Se dire adieu c’est faire exister la mort, se dire qu’il n’y aura plus jamais de « comme avant ». Et la disparition de ce « comme avant » est parfois là depuis bien longtemps : « ma mère n’est plus comme avant… », « Mme B n’est plus comme avant… ».Comment se dire au revoir l’un l’autre, « comme maintenant » quand depuis tant de temps on se défend contre cette maladie qui a tout bouleversé, tout changé dans nos rapports avec cette personne à laquelle nous sommes liés, par l’amour, la détestation aussi parfois, dans la complexité des rapports familiaux, professionnels ; cette personne que nous avons  l’impression d’avoir déjà perdu il y a bien longtemps ? Comment se dire au revoir quand il nous est arrivé de maudire l’autre, par épuisement, par la violence de l’oubli qui nous est faite : « ça n’en finira jamais… » « je n’en peux plus…. », « c’est elle ou moi… » ? Comment se dire adieu avec cette culpabilité suffocante ?

Car il s’agit bien de SE dire adieu, et non de le dire. Il s’agit de soi et de l’autre, de ce qui nous lie dans cette identité co-construite, identité de la mère, du père, de la fille, de l’homme, de la femme, du citoyen, de l’humain. Identité mouvante, mise à mal par la maladie, qui demande chaque jour à être renouvelée, maintenue, renforcée par le regard de l’autre, regard qui peut à la fois engendrer, soutenir et ensevelir.
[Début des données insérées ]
//! Pseudo-legal move generation and attack tests (per-piece, no
//! self-check filtering — that lives in [`crate::rules`]).
//!
//! Attack tests never recurse through legality filtering, which is what
//! keeps "does moving here leave my king attacked?" from looping.

use crate::board::{Board, Square};
use crate::piece::{Color, Piece, PieceKind};

pub const ROOK_DIRS: [(i8, i8); 4] = [(0, 1), (0, -1), (1, 0), (-1, 0)];
pub const BISHOP_DIRS: [(i8, i8); 4] = [(1, 1), (1, -1), (-1, 1), (-1, -1)];

const KNIGHT_HOPS: [(i8, i8); 8] = [
    (2, 1),
    (2, -1),
    (-2, 1),
    (-2, -1),
    (1, 2),
    (1, -2),
    (-1, 2),
    (-1, -2),
];

const KING_STEPS: [(i8, i8); 8] = [
    (-1, -1),
    (-1, 0),
    (-1, 1),
    (0, -1),
    (0, 1),
    (1, -1),
    (1, 0),
    (1, 1),
];

/// Row delta a pawn of this color advances by. White sits on rows 6–7 and
/// advances toward row 0.
pub fn pawn_direction(color: Color) -> i8 {
    match color {
        Color::White => -1,
        Color::Black => 1,
    }
}

/// The rank a pawn of this color double-pushes from.
pub fn pawn_start_row(color: Color) -> u8 {
    match color {
        Color::White => 6,
        Color::Black => 1,
    }
}

/// The rank a pawn of this color promotes on.
pub fn promotion_row(color: Color) -> u8 {
    match color {
        Color::White => 0,
        Color::Black => 7,
    }
}

/// All pseudo-legal destination squares for the piece at `from`.
///
/// Pseudo-legal means piece-movement rules only: self-check exposure is
/// not considered, and castling is produced by the rules layer, not here.
pub fn pseudo_legal_moves(board: &Board, from: Square) -> Vec<Square> {
    let Some(piece) = board.piece_at(from) else {
        return Vec::new();
    };
    match piece.kind {
        PieceKind::Pawn => pawn_moves(board, from, piece.color),
        PieceKind::Knight => step_moves(board, from, piece.color, &KNIGHT_HOPS),
        PieceKind::King => step_moves(board, from, piece.color, &KING_STEPS),
        PieceKind::Rook => sliding_moves(board, from, piece.color, &ROOK_DIRS),
        PieceKind::Bishop => sliding_moves(board, from, piece.color, &BISHOP_DIRS),
        PieceKind::Queen => {
            let mut moves = sliding_moves(board, from, piece.color, &ROOK_DIRS);
            moves.extend(sliding_moves(board, from, piece.color, &BISHOP_DIRS));
            moves
        }
    }
}

fn pawn_moves(board: &Board, from: Square, color: Color) -> Vec<Square> {
    let mut moves = Vec::new();
    let dir = pawn_direction(color);

    // Forward pushes: one step, and two from the starting rank when both
    // squares are empty.
    if let Some(one) = from.offset(dir, 0) {
        if board.is_empty(one) {
            moves.push(one);
            if from.row() == pawn_start_row(color) {
                if let Some(two) = from.offset(2 * dir, 0) {
                    if board.is_empty(two) {
                        moves.push(two);
                    }
                }
            }
        }
    }

    // Diagonal captures, including onto the en-passant target.
    for dc in [-1, 1] {
        if let Some(to) = from.offset(dir, dc) {
            match board.piece_at(to) {
                Some(target) if target.color != color => moves.push(to),
                None if board.en_passant_target == Some(to) => moves.push(to),
                _ => {}
            }
        }
    }

    moves
}

fn step_moves(
    board: &Board,
    from: Square,
    color: Color,
    offsets: &[(i8, i8)],
) -> Vec<Square> {
    offsets
        .iter()
        .filter_map(|&(dr, dc)| from.offset(dr, dc))
        .filter(|&to| {
            board
                .piece_at(to)
                .map_or(true, |target| target.color != color)
        })
        .collect()
}

fn sliding_moves(
    board: &Board,
    from: Square,
    color: Color,
    dirs: &[(i8, i8)],
) -> Vec<Square> {
    let mut moves = Vec::new();
    for &(dr, dc) in dirs {
        let mut sq = from;
        while let Some(next) = sq.offset(dr, dc) {
            match board.piece_at(next) {
                None => {
                    moves.push(next);
                    sq = next;
                }
                Some(target) => {
                    if target.color != color {
                        moves.push(next);
                    }
                    break;
                }
            }
        }
    }
    moves
}

/// Returns `true` when any piece of `by` attacks `target`.
///
/// Pawn attacks are the diagonals only — forward pushes never attack.
pub fn attacks_square(board: &Board, target: Square, by: Color) -> bool {
    board
        .pieces(by)
        .any(|(sq, piece)| attack_squares(board, sq, piece).contains(&target))
}

fn attack_squares(board: &Board, from: Square, piece: Piece) -> Vec<Square> {
    match piece.kind {
        PieceKind::Pawn => {
            let dir = pawn_direction(piece.color);
            [-1, 1]
                .into_iter()
                .filter_map(|dc| from.offset(dir, dc))
                .collect()
        }
        _ => pseudo_legal_moves(board, from),
    }
}

#[cfg(test)]
mod tests {
    use super::*;
    use crate::piece::Piece;

    fn place(board: &mut Board, row: u8, col: u8, kind: PieceKind, color: Color, num: u8) {
        board.set(Square::at(row, col), Some(Piece::spawn(kind, color, num)));
    }

    #[test]
    fn test_pawn_single_and_double_push_from_start() {
        let board = Board::initial();
        let moves = pseudo_legal_moves(&board, Square::at(6, 4));
        assert!(moves.contains(&Square::at(5, 4)));
        assert!(moves.contains(&Square::at(4, 4)));
        assert_eq!(moves.len(), 2);
    }

    #[test]
    fn test_pawn_double_push_blocked_by_intermediate() {
        let mut board = Board::initial();
        place(&mut board, 5, 4, PieceKind::Knight, Color::Black, 1);
        let moves = pseudo_legal_moves(&board, Square::at(6, 4));
        assert!(moves.is_empty());
    }

    #[test]
    fn test_pawn_captures_diagonally_only() {
        let mut board = Board::empty();
        place(&mut board, 4, 4, PieceKind::Pawn, Color::White, 5);
        place(&mut board, 3, 3, PieceKind::Pawn, Color::Black, 4);
        place(&mut board, 3, 4, PieceKind::Pawn, Color::Black, 5);

        let moves = pseudo_legal_moves(&board, Square::at(4, 4));
        // Forward blocked by the enemy pawn; diagonal capture available.
        assert_eq!(moves, vec![Square::at(3, 3)]);
    }

    #[test]
    fn test_pawn_en_passant_target_is_capturable() {
        let mut board = Board::empty();
        place(&mut board, 3, 4, PieceKind::Pawn, Color::White, 5);
        place(&mut board, 3, 3, PieceKind::Pawn, Color::Black, 4);
        board.en_passant_target = Some(Square::at(2, 3));

        let moves = pseudo_legal_moves(&board, Square::at(3, 4));
        assert!(moves.contains(&Square::at(2, 3)));
    }

    #[test]
    fn test_knight_jumps_over_pieces_but_not_onto_friends() {
        let board = Board::initial();
        let moves = pseudo_legal_moves(&board, Square::at(7, 6));
        assert_eq!(moves.len(), 2);
        assert!(moves.contains(&Square::at(5, 5)));
        assert!(moves.contains(&Square::at(5, 7)));
    }

    #[test]
    fn test_rook_ray_stops_on_capture() {
        let mut board = Board::empty();
        place(&mut board, 4, 0, PieceKind::Rook, Color::White, 1);
        place(&mut board, 4, 5, PieceKind::Pawn, Color::Black, 1);

        let moves = pseudo_legal_moves(&board, Square::at(4, 0));
        assert!(moves.contains(&Square::at(4, 5)));
        assert!(!moves.contains(&Square::at(4, 6)));
    }

    #[test]
    fn test_rook_ray_stops_before_friendly() {
        let mut board = Board::empty();
        place(&mut board, 4, 0, PieceKind::Rook, Color::White, 1);
        place(&mut board, 4, 5, PieceKind::Pawn, Color::White, 1);

        let moves = pseudo_legal_moves(&board, Square::at(4, 0));
        assert!(moves.contains(&Square::at(4, 4)));
        assert!(!moves.contains(&Square::at(4, 5)));
    }

    #[test]
    fn test_queen_covers_rook_and_bishop_rays() {
        let mut board = Board::empty();
        place(&mut board, 4, 4, PieceKind::Queen, Color::White, 1);
        let moves = pseudo_legal_moves(&board, Square::at(4, 4));
        // 14 rook squares + 13 bishop squares from e4 on an empty board.
        assert_eq!(moves.len(), 27);
    }

    #[test]
    fn test_attacks_square_pawn_diagonals_not_pushes() {
        let mut board = Board::empty();
        place(&mut board, 4, 4, PieceKind::Pawn, Color::White, 5);

        assert!(attacks_square(&board, Square::at(3, 3), Color::White));
        assert!(attacks_square(&board, Square::at(3, 5), Color::White));
        // The push square is not attacked.
        assert!(!attacks_square(&board, Square::at(3, 4), Color::White));
    }

    #[test]
    fn test_attacks_square_sliding_blocked() {
        let mut board = Board::empty();
        place(&mut board, 0, 0, PieceKind::Rook, Color::Black, 1);
        place(&mut board, 0, 3, PieceKind::Pawn, Color::Black, 1);

        assert!(attacks_square(&board, Square::at(0, 2), Color::Black));
        // The friendly pawn blocks the ray beyond it.
        assert!(!attacks_square(&board, Square::at(0, 5), Color::Black));
    }
}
Se dire, « s’être là, l’un à l’autre », se prendre les mains, se caresser tendrement, se regarder, donner la place aux rituels personnalisés, vivre le détachement dans l’attachement, s’accorder à chacun le droit de prendre ce dernier temps, de l’investir pleinement de sa présence, afin d’apprivoiser l’absence qui se dessine.

Combien d’entre nous n’ont-ils pas été étonnés de voir dans ces moments-là des personnes qui ne parlaient plus depuis de longues périodes exprimer par des phrases d’une force et d’une limpidité surprenantes leur compréhension de la situation, leur dernier message, leur au revoir ? Et combien de mots-sourires, de mots-regards et de mots-caresses pour le dire !

Ces mêmes mots que nous pouvons et que nous savons utiliser nous-mêmes, car nous les avons appris ensemble. Tout ce vocabulaire du corps, des mimiques, ce lexique  singulier qui a pris forme au cours du temps de vie partagé au sein de la famille et, quand la maladie s’est installée, petit à petit,  avec les professionnels, les soignants qui accompagnent.

Car, sans tous ces mots, la mort passée sous silence ne risque-t-elle pas de passer la vie sous silence ?

Peut-être est-ce de cela dont il faut se protéger mutuellement ?

Se prémunir contre le danger de l’ignorance qui fait disparaître avant d’avoir existé et restituer chacun dans ses droits : Se donner le droit l’un l’autre, le « malade » et le « non-malade », de  « se communiquer », de se reconnaître la capacité, et la nécessité, de chacun à le faire, à sa manière, à sa place, et se dire adieu, l’un pour l’autre et l’un par l’autre.